More from Susan after the break. And make sure you sign up for our newsletter at dotdotdotmedia.com/newsletter, we’ll be launching this summer.
Laurie Segall: Before I move on from specifically some of the tech issues, I have to bring up predator drones. The US customs and border protection flew a large predator drone over the Minneapolis protests. People were protesting police brutality and the killing of George Floyd and for many reasons, it almost felt symbolic. It was raising all these questions about aerial surveillance, about what data was being collected. Where was this going? What is your take on this?

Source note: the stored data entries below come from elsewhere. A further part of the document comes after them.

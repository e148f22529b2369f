//! Timeline records: the append-only history of resolved events.

use chrono::{DateTime, Utc};
use serde::{Deserialize, Serialize};
use uuid::Uuid;

use crate::error::DomainError;

/// Largest page a timeline query may request.
pub const MAX_PAGE_LIMIT: i64 = 500;

/// Immutable record of one resolved event.
///
/// Events that belong to a session are sequenced within that session.
/// Game-level events (no session) are sequenced within the game's own
/// stream. Either way `seq` is strictly increasing within its stream.
#[derive(Debug, Clone, PartialEq, Serialize, Deserialize)]
pub struct TimelineEvent {
    /// Unique event identifier.
    pub id: Uuid,
    /// The game the event belongs to.
    pub game_id: Uuid,
    /// The session the event belongs to, if any.
    pub session_id: Option<Uuid>,
    /// Sequence number within the stream.
    pub seq: i64,
    /// Registry name of the event (`skill_check`, `attack`, ...).
    pub event_type: String,
    /// The user who submitted the event.
    pub actor_id: Option<Uuid>,
    /// Snapshot of the inbound payload.
    pub data: serde_json::Value,
    /// Snapshot of the handler result.
    pub result: serde_json::Value,
    /// Narrative text supplied by the narrator, if any.
    pub narrative: Option<String>,
    /// When the event was committed.
    pub created_at: DateTime<Utc>,
}

impl TimelineEvent {
    /// The stream this event is sequenced in.
    #[must_use]
    pub fn stream_id(&self) -> Uuid {
        stream_id(self.game_id, self.session_id)
    }
}

/// Returns the sequencing stream for a game/session pair.
#[must_use]
pub fn stream_id(game_id: Uuid, session_id: Option<Uuid>) -> Uuid {
    session_id.unwrap_or(game_id)
}

/// Returns the sequence number that follows `last` in a stream.
#[must_use]
pub fn next_seq(last: Option<i64>) -> i64 {
    last.map_or(1, |seq| seq + 1)
}

/// Limit/offset pagination for timeline queries.
#[derive(Debug, Clone, Copy, PartialEq, Eq)]
pub struct Page {
    /// Maximum number of records to return.
    pub limit: i64,
    /// Number of records to skip.
    pub offset: i64,
}

impl Page {
    /// Builds a page, validating bounds.
    ///
    /// # Errors
    ///
    /// Returns `DomainError::Validation` if `limit` is outside
    /// `1..=MAX_PAGE_LIMIT` or `offset` is negative.
    pub fn new(limit: i64, offset: i64) -> Result<Self, DomainError> {
        if !(1..=MAX_PAGE_LIMIT).contains(&limit) {
            return Err(DomainError::Validation(format!(
                "limit must be between 1 and {MAX_PAGE_LIMIT}"
            )));
        }
        if offset < 0 {
            return Err(DomainError::Validation(
                "offset must not be negative".to_owned(),
            ));
        }
        Ok(Self { limit, offset })
    }

    /// Applies the page to an already ordered slice.
    #[must_use]
    pub fn slice<'a, T>(&self, items: &'a [T]) -> &'a [T] {
        let start = usize::try_from(self.offset).unwrap_or(usize::MAX).min(items.len());
        let len = usize::try_from(self.limit).unwrap_or(usize::MAX);
        let end = start.saturating_add(len).min(items.len());
        &items[start..end]
    }
}
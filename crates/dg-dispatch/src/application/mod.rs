//! Application layer: the dispatcher, its event handlers, admin commands
//! and read-side queries.

pub mod command_handlers;
pub mod dispatcher;
pub mod query_handlers;

mod character_handlers;
mod context;
mod game_handlers;
mod resolution_handlers;
mod session_handlers;
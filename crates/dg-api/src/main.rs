//! dg rules engine API server entry point.

use std::error::Error;
use std::net::SocketAddr;
use std::sync::{Arc, Mutex};

use dg_api::config::ServerConfig;
use dg_api::error::AppError;
use dg_api::state::AppState;
use dg_api::{app, telemetry};
use dg_core::clock::SystemClock;
use dg_core::rng::{DeterministicRng, StdRngSource};
use dg_dispatch::memory::InMemoryStore;
use dg_dispatch::store::Store;
use dg_store::pg_store::PgStore;

#[tokio::main]
async fn main() -> Result<(), Box<dyn Error>> {
    let config = ServerConfig::from_env()?;
    let tracer_provider = telemetry::init(config.otlp_endpoint.as_deref())?;

    tracing::info!("Starting dg rules engine API server");

    let store: Arc<dyn Store> = match &config.database_url {
        Some(url) => {
            let store = PgStore::connect(url, config.database_max_connections).await?;
            store.migrate().await?;
            Arc::new(store)
        }
        None => {
            tracing::warn!("DATABASE_URL is not set; state is kept in memory and lost on exit");
            Arc::new(InMemoryStore::new())
        }
    };
    let rng: Arc<Mutex<dyn DeterministicRng + Send>> =
        Arc::new(Mutex::new(StdRngSource::from_os_rng()));
    let app_state = AppState::new(store, Arc::new(SystemClock), rng);

    let addr: SocketAddr = format!("{}:{}", config.host, config.port)
        .parse()
        .map_err(|e| AppError::Config(format!("invalid HOST:PORT combination: {e}")))?;
    tracing::info!("Listening on {}", addr);

    let listener = tokio::net::TcpListener::bind(addr)
        .await
        .map_err(AppError::Server)?;
    axum::serve(listener, app(app_state))
        .await
        .map_err(AppError::Server)?;

    telemetry::shutdown(tracer_provider);
    Ok(())
}
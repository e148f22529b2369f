//! Handlers for game-level character events: movement, the fragment
//! economy, reveals, buffs, and communication between patients.

use dg_character::domain::communication::CommunicationRequest;
use dg_character::domain::economy::{Buff, BuffType, ColorFragment};
use dg_core::error::DomainError;
use dg_rules::DiceExpression;
use serde_json::json;
use uuid::Uuid;

use super::context::{EventContext, Outcome};
use super::session_handlers::resolve_scope;
use crate::domain::events::{
    ArchiveUnlock, BuffApply, CommAccept, CommRequest, CommResolve, FragmentGrant,
    FragmentRedeem, Move, OriginField, OriginUnlock,
};

/// `move`.
pub(crate) async fn move_patient(
    ctx: &mut EventContext<'_>,
    payload: Move,
) -> Result<Outcome, DomainError> {
    ctx.game.ensure_not_ended("move in")?;
    let mut patient = ctx.load_patient(payload.patient_id).await?;
    ctx.require_owner_or_dm(&patient)?;
    let scope = resolve_scope(ctx, payload.region_id, payload.location_id).await?;
    patient.move_to(scope.region_id(), scope.location_id());
    ctx.uow.update_patient(&patient).await?;
    Ok(Outcome::new(json!({
        "patient_id": patient.id,
        "region_id": patient.current_region_id,
        "location_id": patient.current_location_id,
    })))
}

/// `fragment_grant`.
pub(crate) async fn fragment_grant(
    ctx: &mut EventContext<'_>,
    payload: FragmentGrant,
) -> Result<Outcome, DomainError> {
    ctx.game.ensure_not_ended("grant fragments in")?;
    let ghost = ctx.load_ghost(payload.ghost_id).await?;
    let fragment = ColorFragment::mint(
        Uuid::new_v4(),
        ctx.game.id,
        ghost.id,
        payload.color,
        payload.value,
    )?;
    ctx.uow.insert_fragment(&fragment).await?;
    Ok(Outcome::new(json!({
        "fragment_id": fragment.id,
        "ghost_id": ghost.id,
        "color": fragment.color,
        "value": fragment.value,
    })))
}

/// `fragment_redeem`: write-once.
pub(crate) async fn fragment_redeem(
    ctx: &mut EventContext<'_>,
    payload: FragmentRedeem,
) -> Result<Outcome, DomainError> {
    ctx.game.ensure_not_ended("redeem fragments in")?;
    let game_id = ctx.game.id;
    let mut fragment = ctx
        .uow
        .find_fragment(payload.fragment_id)
        .await?
        .filter(|f| f.game_id == game_id)
        .ok_or_else(|| DomainError::not_found("color_fragment", payload.fragment_id))?;
    let holder = ctx.load_ghost(fragment.holder_ghost_id).await?;
    ctx.require_ghost_controller(&holder).await?;
    fragment.redeem(ctx.now)?;
    ctx.uow.update_fragment(&fragment).await?;
    Ok(Outcome::new(json!({
        "fragment_id": fragment.id,
        "ghost_id": holder.id,
        "color": fragment.color,
        "value": fragment.value,
        "redeemed": fragment.redeemed,
    })))
}

/// `archive_unlock`. Unlocking twice is a no-op.
pub(crate) async fn archive_unlock(
    ctx: &mut EventContext<'_>,
    payload: ArchiveUnlock,
) -> Result<Outcome, DomainError> {
    let mut ghost = ctx.load_ghost(payload.ghost_id).await?;
    let changed = ghost.unlock_archive(payload.color);
    if changed {
        ctx.uow.save_ghost(&ghost).await?;
    }
    Ok(Outcome::new(json!({
        "ghost_id": ghost.id,
        "color": payload.color,
        "unlocked": true,
        "changed": changed,
    })))
}

/// `origin_unlock`. Unlocking twice is a no-op.
pub(crate) async fn origin_unlock(
    ctx: &mut EventContext<'_>,
    payload: OriginUnlock,
) -> Result<Outcome, DomainError> {
    let mut ghost = ctx.load_ghost(payload.ghost_id).await?;
    let changed = match payload.field {
        OriginField::Name => ghost.unlock_origin_name(),
        OriginField::Identity => ghost.unlock_origin_identity(),
    };
    if changed {
        ctx.uow.save_ghost(&ghost).await?;
    }
    Ok(Outcome::new(json!({
        "ghost_id": ghost.id,
        "field": payload.field,
        "unlocked": true,
        "changed": changed,
    })))
}

/// `buff_apply`.
pub(crate) async fn buff_apply(
    ctx: &mut EventContext<'_>,
    payload: BuffApply,
) -> Result<Outcome, DomainError> {
    ctx.game.ensure_not_ended("apply buffs in")?;
    let name = payload.name.trim();
    if name.is_empty() {
        return Err(DomainError::Validation("buff name must not be empty".to_owned()));
    }
    if payload.remaining_rounds < 1 {
        return Err(DomainError::Validation(format!(
            "remaining_rounds must be at least 1 (got {})",
            payload.remaining_rounds
        )));
    }
    let expression = match payload.buff_type {
        BuffType::Dice => DiceExpression::parse(&payload.expression)?.to_string(),
        BuffType::Numeric => {
            payload.expression.trim().parse::<i32>().map_err(|_| {
                DomainError::Validation(format!(
                    "numeric buff expression must be an integer (got {:?})",
                    payload.expression
                ))
            })?;
            payload.expression.trim().to_owned()
        }
        BuffType::Attribute | BuffType::Text => payload.expression.trim().to_owned(),
    };

    let mut ghost = ctx.load_ghost(payload.ghost_id).await?;
    let buff = Buff {
        id: Uuid::new_v4(),
        ghost_id: ghost.id,
        game_id: ctx.game.id,
        name: name.to_owned(),
        expression,
        buff_type: payload.buff_type,
        remaining_rounds: payload.remaining_rounds,
        created_by: Some(ctx.actor_id),
        created_at: ctx.now,
    };
    ghost.add_buff(buff.clone());
    ctx.uow.save_ghost(&ghost).await?;
    Ok(Outcome::new(json!({
        "buff_id": buff.id,
        "ghost_id": ghost.id,
        "name": buff.name,
        "expression": buff.expression,
        "buff_type": buff.buff_type,
        "remaining_rounds": buff.remaining_rounds,
    })))
}

/// `comm_request`: at most one pending request per pair of patients.
pub(crate) async fn comm_request(
    ctx: &mut EventContext<'_>,
    payload: CommRequest,
) -> Result<Outcome, DomainError> {
    ctx.game.ensure_not_ended("communicate in")?;
    let initiator = ctx.load_patient(payload.initiator_patient_id).await?;
    ctx.require_owner_or_dm(&initiator)?;
    let target = ctx.load_patient(payload.target_patient_id).await?;
    if let Some(pending) = ctx.uow.pending_comm_between(initiator.id, target.id).await? {
        return Err(DomainError::Conflict(format!(
            "communication request {} is already pending between these patients",
            pending.id
        )));
    }
    let request =
        CommunicationRequest::open(Uuid::new_v4(), ctx.game.id, initiator.id, target.id, ctx.now)?;
    ctx.uow.insert_comm_request(&request).await?;
    Ok(comm_status(&request))
}

async fn load_request(
    ctx: &mut EventContext<'_>,
    request_id: Uuid,
) -> Result<CommunicationRequest, DomainError> {
    let game_id = ctx.game.id;
    ctx.uow
        .find_comm_request(request_id)
        .await?
        .filter(|r| r.game_id == game_id)
        .ok_or_else(|| DomainError::not_found("communication_request", request_id))
}

/// `comm_accept`: optionally hands one of the target ghost's abilities to
/// the initiator's ghost.
pub(crate) async fn comm_accept(
    ctx: &mut EventContext<'_>,
    payload: CommAccept,
) -> Result<Outcome, DomainError> {
    let mut request = load_request(ctx, payload.request_id).await?;
    let target = ctx.load_patient(request.target_patient_id).await?;
    ctx.require_owner_or_dm(&target)?;
    request.accept(payload.ability_id, ctx.now)?;

    if let Some(ability_id) = payload.ability_id {
        let mut giver = ctx
            .uow
            .find_ghost_by_patient(request.target_patient_id)
            .await?
            .ok_or_else(|| {
                DomainError::Validation("the target patient has no ghost to give from".to_owned())
            })?;
        let mut receiver = ctx
            .uow
            .find_ghost_by_patient(request.initiator_patient_id)
            .await?
            .ok_or_else(|| {
                DomainError::Validation("the initiating patient has no ghost to receive".to_owned())
            })?;
        let ability = giver.release_ability(ability_id)?;
        receiver.receive_ability(ability);
        ctx.uow.save_ghost(&giver).await?;
        ctx.uow.save_ghost(&receiver).await?;
    }

    ctx.uow.update_comm_request(&request).await?;
    let mut outcome = comm_status(&request);
    outcome.data["transferred_ability_id"] = json!(request.transferred_ability_id);
    Ok(outcome)
}

/// `comm_reject`: answered by the target's owner.
pub(crate) async fn comm_reject(
    ctx: &mut EventContext<'_>,
    payload: CommResolve,
) -> Result<Outcome, DomainError> {
    let mut request = load_request(ctx, payload.request_id).await?;
    let target = ctx.load_patient(request.target_patient_id).await?;
    ctx.require_owner_or_dm(&target)?;
    request.reject(ctx.now)?;
    ctx.uow.update_comm_request(&request).await?;
    Ok(comm_status(&request))
}

/// `comm_cancel`: withdrawn by the initiator's owner.
pub(crate) async fn comm_cancel(
    ctx: &mut EventContext<'_>,
    payload: CommResolve,
) -> Result<Outcome, DomainError> {
    let mut request = load_request(ctx, payload.request_id).await?;
    let initiator = ctx.load_patient(request.initiator_patient_id).await?;
    ctx.require_owner_or_dm(&initiator)?;
    request.cancel(ctx.now)?;
    ctx.uow.update_comm_request(&request).await?;
    Ok(comm_status(&request))
}

fn comm_status(request: &CommunicationRequest) -> Outcome {
    Outcome::new(json!({
        "request_id": request.id,
        "initiator_patient_id": request.initiator_patient_id,
        "target_patient_id": request.target_patient_id,
        "status": request.status,
    }))
}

Susan Herman: Well you know as you’re saying, Laurie, it really magnifies the opportunity to gather more information, because you don’t even have to have the helicopters or whatever, but that of course is a concern. How much information is the government gathering? What are they going to do with it? Who’s going to have access to it? Will it ever be deleted, or will it just stay there in the government databases forever? But I think the other thing that the predator drone brings to mind is a question that people were also asking, which is about the militarization of law enforcement. We have had for years in this country a Posse Comitatus Act, as it’s called, which says you don’t want the military doing everyday law enforcement, because that’s not our country. We don’t want the military to be, quote, “Dominating the streets.” And we don’t want the people who are out protesting to be considered the enemy of the United States. They’re people who are expressing their opinion. And so the whole idea of, It’s enough if the police have helicopters are flying overhead and trying to keep track of who’s in the crowd and what the crowd is doing, but once you start adding an element of the military helicopters, or the military drones, or things that feel like we are being treated as the enemy of the government, instead of the people who are the government, who are supposed to be controlling the government, I think it’s a very bad paradigm.
Laurie Segall: You think it’s a slippery slope?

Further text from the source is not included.